EXERCISE OBJECTIVE> Counting every line in the records below that holds "decoded", give the total and add nothing.

GIVEN INFORMATION>
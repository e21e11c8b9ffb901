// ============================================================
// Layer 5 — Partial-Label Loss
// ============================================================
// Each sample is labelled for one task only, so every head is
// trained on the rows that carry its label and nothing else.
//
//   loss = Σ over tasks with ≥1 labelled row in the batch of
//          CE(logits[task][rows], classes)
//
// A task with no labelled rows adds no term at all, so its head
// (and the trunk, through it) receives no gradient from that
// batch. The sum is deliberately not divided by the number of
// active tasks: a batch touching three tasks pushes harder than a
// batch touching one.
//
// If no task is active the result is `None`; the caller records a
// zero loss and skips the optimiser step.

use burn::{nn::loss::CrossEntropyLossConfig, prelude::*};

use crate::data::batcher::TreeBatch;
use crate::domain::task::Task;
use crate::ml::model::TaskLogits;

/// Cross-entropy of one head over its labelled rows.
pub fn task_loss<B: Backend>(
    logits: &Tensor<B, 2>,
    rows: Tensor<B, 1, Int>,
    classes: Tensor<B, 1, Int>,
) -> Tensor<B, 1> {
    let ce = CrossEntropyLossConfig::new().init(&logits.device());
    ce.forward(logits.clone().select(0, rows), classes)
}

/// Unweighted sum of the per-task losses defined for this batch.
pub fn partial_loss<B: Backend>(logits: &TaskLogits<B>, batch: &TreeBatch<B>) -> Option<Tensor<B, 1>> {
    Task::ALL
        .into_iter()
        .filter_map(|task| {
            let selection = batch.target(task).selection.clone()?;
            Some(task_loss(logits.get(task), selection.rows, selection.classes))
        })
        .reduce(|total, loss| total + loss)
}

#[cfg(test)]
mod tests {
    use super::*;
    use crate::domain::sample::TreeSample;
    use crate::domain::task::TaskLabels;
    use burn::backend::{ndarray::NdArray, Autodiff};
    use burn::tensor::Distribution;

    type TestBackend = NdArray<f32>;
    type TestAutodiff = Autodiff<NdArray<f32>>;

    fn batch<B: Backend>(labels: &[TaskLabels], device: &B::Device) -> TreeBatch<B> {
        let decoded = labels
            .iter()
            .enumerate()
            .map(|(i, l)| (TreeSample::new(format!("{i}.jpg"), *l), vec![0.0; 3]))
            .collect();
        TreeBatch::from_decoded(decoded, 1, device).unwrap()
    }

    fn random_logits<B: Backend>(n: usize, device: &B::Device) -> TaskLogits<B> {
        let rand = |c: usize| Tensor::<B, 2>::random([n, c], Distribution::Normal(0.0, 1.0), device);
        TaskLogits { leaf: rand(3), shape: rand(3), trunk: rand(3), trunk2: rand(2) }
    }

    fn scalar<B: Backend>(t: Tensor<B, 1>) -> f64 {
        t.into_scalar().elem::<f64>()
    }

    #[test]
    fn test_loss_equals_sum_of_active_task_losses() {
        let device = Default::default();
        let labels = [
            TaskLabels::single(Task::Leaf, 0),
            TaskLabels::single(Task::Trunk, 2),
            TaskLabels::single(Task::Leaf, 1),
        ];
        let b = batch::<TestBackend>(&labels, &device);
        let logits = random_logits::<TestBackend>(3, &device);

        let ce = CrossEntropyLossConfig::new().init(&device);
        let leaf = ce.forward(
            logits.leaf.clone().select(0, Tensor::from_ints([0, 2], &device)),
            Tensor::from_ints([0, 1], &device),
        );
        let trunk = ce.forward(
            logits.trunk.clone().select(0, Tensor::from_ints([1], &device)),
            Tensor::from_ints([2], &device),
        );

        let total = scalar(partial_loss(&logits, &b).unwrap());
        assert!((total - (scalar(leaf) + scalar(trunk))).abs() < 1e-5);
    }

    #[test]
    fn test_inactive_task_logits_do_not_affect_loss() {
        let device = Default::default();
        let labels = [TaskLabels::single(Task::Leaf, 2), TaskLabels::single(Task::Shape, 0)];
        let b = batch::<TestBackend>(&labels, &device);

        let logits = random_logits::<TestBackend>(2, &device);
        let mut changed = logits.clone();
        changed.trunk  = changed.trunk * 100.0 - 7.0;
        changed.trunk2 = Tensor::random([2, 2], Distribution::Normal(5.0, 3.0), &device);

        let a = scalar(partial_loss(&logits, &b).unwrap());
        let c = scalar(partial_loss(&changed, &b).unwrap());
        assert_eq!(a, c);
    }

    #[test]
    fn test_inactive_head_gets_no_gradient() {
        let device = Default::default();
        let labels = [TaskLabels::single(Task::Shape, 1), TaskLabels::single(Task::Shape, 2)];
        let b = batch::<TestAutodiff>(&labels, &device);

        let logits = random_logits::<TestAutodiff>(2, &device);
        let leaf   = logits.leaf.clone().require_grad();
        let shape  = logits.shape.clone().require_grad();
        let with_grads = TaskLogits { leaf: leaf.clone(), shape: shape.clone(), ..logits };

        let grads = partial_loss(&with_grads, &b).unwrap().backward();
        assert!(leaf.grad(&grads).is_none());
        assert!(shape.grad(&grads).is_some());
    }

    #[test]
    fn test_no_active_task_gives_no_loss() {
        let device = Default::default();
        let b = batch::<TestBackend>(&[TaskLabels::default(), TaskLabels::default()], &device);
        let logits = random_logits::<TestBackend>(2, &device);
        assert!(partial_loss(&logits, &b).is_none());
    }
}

ANSWER SPACE> 2